NY Post Fires Editor Critical Of Racist Obama-Stimulus Cartoon

A New York Post editor who spoke out against a controversial cartoon the paper ran comparing the author of the president's stimulus package to a dead chimpanzee has been fired from her job, the paper confirmed.

Sandra Guzman was quietly dismissed from her position as associate editor last week for reasons that are being hotly debated by personnel inside the company. An official statement from the New York Post, provided to the Huffington Post, said that her job was terminated once the paper ended the section she was editing.

"Sandra is no longer with The Post because the monthly in-paper insert, Tempo, of which she was the editor, has been discontinued."

Employees at the paper -- which is one of media mogul's Rupert Murdoch's crown jewels -- said the firing, which took place last Tuesday, seemed retributive.

Guzman was the most high-profile Post employee to publicly speak out against a cartoon that likened the author of the stimulus bill (whom nearly everyone associated with President Barack Obama) with a rabid primate. Drawn by famed cartoonist Sean Delonas, the illustration pictured two befuddled policeman -- having just shot the chimp twice in the chest -- saying: "They'll have to find someone else to write the next stimulus bill."

"I neither commissioned or approved it," Guzman wrote to a list of journalist colleagues shortly thereafter. "I saw it in the paper yesterday with the rest of the world. And, I have raised my objections to management."

The remark from Guzman was a rare instance of dissension within the halls of the paper making its way into the public domain. And sources at the Post now say it cost her a job.

"I think ever since then, she has been on their shit list and they were trying to look for a reason to get rid of her," said a Post employee who was granted anonymity in exchange for speaking freely. The problem at the Post is a revenue problem, the employee said. "My whole thing is, she is not in charge of advertising. She is an associate editor. Whoever is in accounting or advertising should have been held accountable."

Another longtime employee at the paper said Guzman had a sense that she could lose her job over her remarks. "But it doesn't make it any less painful."

"The irony there is that the newspaper isn't making money," said a longtime employee at the paper. "They haven't for a while... There was definitely room to keep her here without firing her. She could have been offered another position."

Suzi Halpin, a spokesperson for the Post who works at Rubenstein Communications, Inc., dismissed any allegations that Guzman's cartoon criticism played a role in her dismissal.

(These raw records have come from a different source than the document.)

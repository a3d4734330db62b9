//! Signaling listener: accept loops, peer workers, notification fan-out, stop.

use futures_util::future::join_all;
use futures_util::FutureExt;
use std::net::SocketAddr;
use std::sync::atomic::{AtomicBool, Ordering};
use std::sync::{Arc, Mutex, MutexGuard};
use std::time::Duration;
use tokio::net::TcpStream;
use tokio::task::{JoinHandle, JoinSet};

use crate::lifecycle::shutdown::Shutdown;
use crate::models::Guami;
use crate::net::connection::ConnectionTracker;
use crate::net::listener::{ConnectionPermit, Listener, ListenerError};
use crate::observability::metrics;
use crate::signaling::handler::SignalingHandler;
use crate::signaling::peer::{PeerNode, PeerRegistry};

/// Listener settings.
#[derive(Debug, Clone)]
pub struct SignalingConfig {
    pub addrs: Vec<SocketAddr>,
    pub max_peers: usize,
    /// How long workers may keep running after stop before being aborted.
    pub drain: Duration,
}

/// Outcome of an unavailability broadcast.
#[derive(Debug, Clone, Copy, Default, PartialEq, Eq)]
pub struct NotifySummary {
    pub delivered: usize,
    pub failed: usize,
    pub timed_out: usize,
}

struct Shared {
    handler: Arc<dyn SignalingHandler>,
    peers: PeerRegistry,
    tracker: ConnectionTracker,
    shutdown: Shutdown,
    workers: Mutex<JoinSet<()>>,
}

/// Running signaling listener.
pub struct SignalingServer {
    shared: Arc<Shared>,
    accept_loops: Mutex<Vec<JoinHandle<()>>>,
    local_addrs: Vec<SocketAddr>,
    drain: Duration,
    stopped: AtomicBool,
}

fn lock<T>(mutex: &Mutex<T>) -> MutexGuard<'_, T> {
    mutex.lock().unwrap_or_else(|poisoned| poisoned.into_inner())
}

impl SignalingServer {
    /// Bind every address and start one accept loop per bound address.
    ///
    /// Bind failures are logged and skipped; the server runs on whatever
    /// addresses could be bound (possibly none).
    pub async fn start(config: SignalingConfig, handler: Arc<dyn SignalingHandler>) -> Self {
        let shared = Arc::new(Shared {
            handler,
            peers: PeerRegistry::new(),
            tracker: ConnectionTracker::new(),
            shutdown: Shutdown::new(),
            workers: Mutex::new(JoinSet::new()),
        });

        let mut accept_loops = Vec::new();
        let mut local_addrs = Vec::new();
        for addr in &config.addrs {
            match Listener::bind(*addr, config.max_peers).await {
                Ok(listener) => {
                    if let Ok(local) = listener.local_addr() {
                        local_addrs.push(local);
                    }
                    let shutdown = shared.shutdown.subscribe();
                    accept_loops.push(tokio::spawn(accept_loop(listener, Arc::clone(&shared), shutdown)));
                }
                Err(e) => {
                    tracing::error!(address = %addr, error = %e, "Signaling listener failed to start");
                }
            }
        }

        tracing::info!(addresses = ?local_addrs, "Signaling listener started");
        Self {
            shared,
            accept_loops: Mutex::new(accept_loops),
            local_addrs,
            drain: config.drain,
            stopped: AtomicBool::new(false),
        }
    }

    pub fn local_addrs(&self) -> &[SocketAddr] {
        &self.local_addrs
    }

    pub fn peers(&self) -> &PeerRegistry {
        &self.shared.peers
    }

    /// Send "status unavailable" to every peer in a snapshot of the peer
    /// set. Each notification is a single attempt bounded by `per_peer`.
    pub async fn notify_unavailable(&self, guamis: &[Guami], per_peer: Duration) -> NotifySummary {
        let peers = self.shared.peers.snapshot();
        let handler = &self.shared.handler;

        let results = join_all(peers.iter().map(|peer| async move {
            (peer, tokio::time::timeout(per_peer, handler.notify_unavailable(peer, guamis)).await)
        }))
        .await;

        let mut summary = NotifySummary::default();
        for (peer, result) in results {
            match result {
                Ok(Ok(())) => {
                    summary.delivered += 1;
                    metrics::record_peer_notification("delivered");
                }
                Ok(Err(e)) => {
                    summary.failed += 1;
                    metrics::record_peer_notification("failed");
                    tracing::warn!(peer = %peer.id, addr = %peer.addr, error = %e, "Peer notification failed");
                }
                Err(_) => {
                    summary.timed_out += 1;
                    metrics::record_peer_notification("timeout");
                    tracing::warn!(peer = %peer.id, addr = %peer.addr, "Peer notification timed out");
                }
            }
        }

        tracing::info!(
            peers = peers.len(),
            delivered = summary.delivered,
            failed = summary.failed,
            timed_out = summary.timed_out,
            "Peers notified of unavailability"
        );
        summary
    }

    /// Stop accepting, let workers finish within the drain window, abort the
    /// rest. Only the first call does anything.
    pub async fn stop(&self) {
        if self.stopped.swap(true, Ordering::SeqCst) {
            return;
        }

        self.shared.shutdown.trigger();
        let loops = std::mem::take(&mut *lock(&self.accept_loops));
        for accept_loop in loops {
            let _ = accept_loop.await;
        }

        let active = self.shared.tracker.active_count();
        tracing::info!(active_peers = active, drain_ms = self.drain.as_millis() as u64, "Signaling listener closed");

        let drained = self.shared.tracker.wait_idle(self.drain).await;
        let mut workers = std::mem::take(&mut *lock(&self.shared.workers));
        if !drained {
            tracing::warn!(
                remaining = self.shared.tracker.active_count(),
                "Drain window elapsed, aborting signaling workers"
            );
            workers.abort_all();
        }
        while workers.join_next().await.is_some() {}

        self.shared.handler.on_listener_stopped().await;
        tracing::info!("Signaling listener stopped");
    }

    pub fn is_stopped(&self) -> bool {
        self.stopped.load(Ordering::SeqCst)
    }
}

async fn accept_loop(listener: Listener, shared: Arc<Shared>, mut shutdown: tokio::sync::broadcast::Receiver<()>) {
    loop {
        tokio::select! {
            _ = shutdown.recv() => break,
            accepted = listener.accept() => match accepted {
                Ok((stream, addr, permit)) => {
                    if !admit(&shared, stream, addr, permit) {
                        break;
                    }
                }
                Err(ListenerError::Closed) => break,
                Err(e) => {
                    tracing::warn!(error = %e, "Signaling accept failed");
                    tokio::time::sleep(Duration::from_millis(50)).await;
                }
            },
        }
    }

    if let Ok(addr) = listener.local_addr() {
        tracing::debug!(address = %addr, "Signaling accept loop exited");
    }
}

/// Track an accepted peer and spawn its worker. Returns false, dropping the
/// connection, when shutdown has already been triggered.
fn admit(shared: &Shared, stream: TcpStream, addr: SocketAddr, permit: ConnectionPermit) -> bool {
    // Subscribe before checking: a trigger after this point reaches the worker.
    let worker_shutdown = shared.shutdown.subscribe();
    if shared.shutdown.is_triggered() {
        tracing::debug!(addr = %addr, "Signaling listener stopping, dropping new peer");
        return false;
    }

    let guard = shared.tracker.track();
    let peer = Arc::new(PeerNode::new(guard.id(), addr));
    let lease = shared.peers.lease(Arc::clone(&peer));
    let handler = Arc::clone(&shared.handler);

    tracing::info!(peer = %peer.id, addr = %addr, "Signaling peer connected");

    spawn_worker(shared, async move {
        let _permit = permit;
        let _guard = guard;
        let _lease = lease;
        handler.serve(peer, stream, worker_shutdown).await;
    });
    true
}

/// Reap finished workers, then spawn a new one into the set.
fn spawn_worker<F>(shared: &Shared, worker: F)
where
    F: std::future::Future<Output = ()> + Send + 'static,
{
    let mut workers = lock(&shared.workers);
    while let Some(Some(_)) = workers.join_next().now_or_never() {}
    workers.spawn(worker);
}
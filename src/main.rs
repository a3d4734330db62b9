//! AMF service shell.
//!
//! # Architecture Overview
//!
//! ```text
//!                      ┌──────────────────────────────────────────────────┐
//!                      │                   AMF SHELL                      │
//!                      │                                                  │
//!   SBI request        │  ┌────────┐   ┌───────────┐   ┌──────────────┐   │
//!   ───────────────────┼─▶│  http  │──▶│  routing  │──▶│   services   │   │
//!                      │  │ server │   │   table   │   │ (handler)    │   │
//!                      │  └────────┘   └───────────┘   └──────────────┘   │
//!                      │                                                  │
//!   Signaling peer     │  ┌──────────────────────┐                        │
//!   ───────────────────┼─▶│ signaling listener   │──▶ SignalingHandler    │
//!                      │  └──────────────────────┘                        │
//!                      │                                                  │
//!   NRF                │  ┌──────────────────────┐                        │
//!   ◀──────────────────┼──│ registry client      │                        │
//!                      │  └──────────────────────┘                        │
//!                      │                                                  │
//!                      │  config · lifecycle · observability              │
//!                      └──────────────────────────────────────────────────┘
//! ```

use clap::Parser;
use std::path::PathBuf;
use std::sync::Arc;
use std::time::Duration;

use amf_service::config::load_config;
use amf_service::lifecycle::Nf;
use amf_service::observability::{logging, metrics};
use amf_service::registry::{NrfClient, Registry};
use amf_service::services::UnimplementedHandler;
use amf_service::signaling::LoggingSignalingHandler;

#[derive(Debug, Parser)]
#[command(name = "amf-service", version, about = "AMF service shell")]
struct Args {
    /// Path to the configuration file (YAML, or TOML with a .toml extension)
    #[arg(short, long, default_value = "config/amfcfg.yaml")]
    config: PathBuf,

    /// Log level filter; overrides `logger.level`. `RUST_LOG` overrides both.
    #[arg(long)]
    log_level: Option<String>,
}

#[tokio::main]
async fn main() -> Result<(), Box<dyn std::error::Error>> {
    let args = Args::parse();

    let config = match load_config(&args.config) {
        Ok(config) => Arc::new(config),
        Err(e) => {
            logging::init_logging(args.log_level.as_deref().unwrap_or("info"));
            tracing::error!(path = %args.config.display(), error = %e, "Failed to load configuration");
            std::process::exit(1);
        }
    };

    logging::init_logging(args.log_level.as_deref().unwrap_or(&config.logger.level));
    tracing::info!(
        version = env!("CARGO_PKG_VERSION"),
        config = %args.config.display(),
        "amf-service starting"
    );

    if config.metrics.enabled {
        match config.metrics.bind_address.parse() {
            Ok(addr) => {
                if let Err(e) = metrics::init_metrics(addr) {
                    tracing::error!(error = %e, "Failed to start metrics exporter");
                }
            }
            Err(_) => tracing::error!(
                metrics_address = %config.metrics.bind_address,
                "Failed to parse metrics address"
            ),
        }
    }

    let registry_timeout = Duration::from_millis(config.lifecycle.registry_timeout_ms);
    let registry: Option<Arc<dyn Registry>> = match NrfClient::new(&config.configuration.nrf_uri, registry_timeout) {
        Ok(client) => Some(Arc::new(client)),
        Err(e) => {
            tracing::error!(error = %e, "NRF client unavailable, running unregistered");
            None
        }
    };

    let nf = match Nf::builder(Arc::clone(&config))
        .handler(Arc::new(UnimplementedHandler))
        .signaling(Arc::new(LoggingSignalingHandler))
        .registry(registry)
        .start()
        .await
    {
        Ok(nf) => nf,
        Err(e) => {
            tracing::error!(error = %e, "Startup failed");
            std::process::exit(1);
        }
    };

    if let Err(e) = nf.wait().await {
        tracing::error!(error = %e, "SBI server failed");
        std::process::exit(1);
    }

    tracing::info!("Shutdown complete");
    Ok(())
}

"The statement from the paper explains the reason why Sandra is no longer there," she said.

Post employees said that Guzman's firing also raised questions about minority representation in top management. Guzman had been, until Tuesday, the only woman of color on the paper's management staff. And according to one of the longtime Post employees, there has been only one African-American editor at the paper in the last decade.

"The hiring practices are really bad and have been for most of the time I've been here," said the employee. "Since I've been here there have been as many black editors as there have been black presidents of the United States.."

Guzman's firing came shortly after Murdoch is said to have held a meeting of leaders from a variety of ethnic communities to discuss ways to make his various companies -- including The Post -- more diverse.

Guzman did not return a request for comment.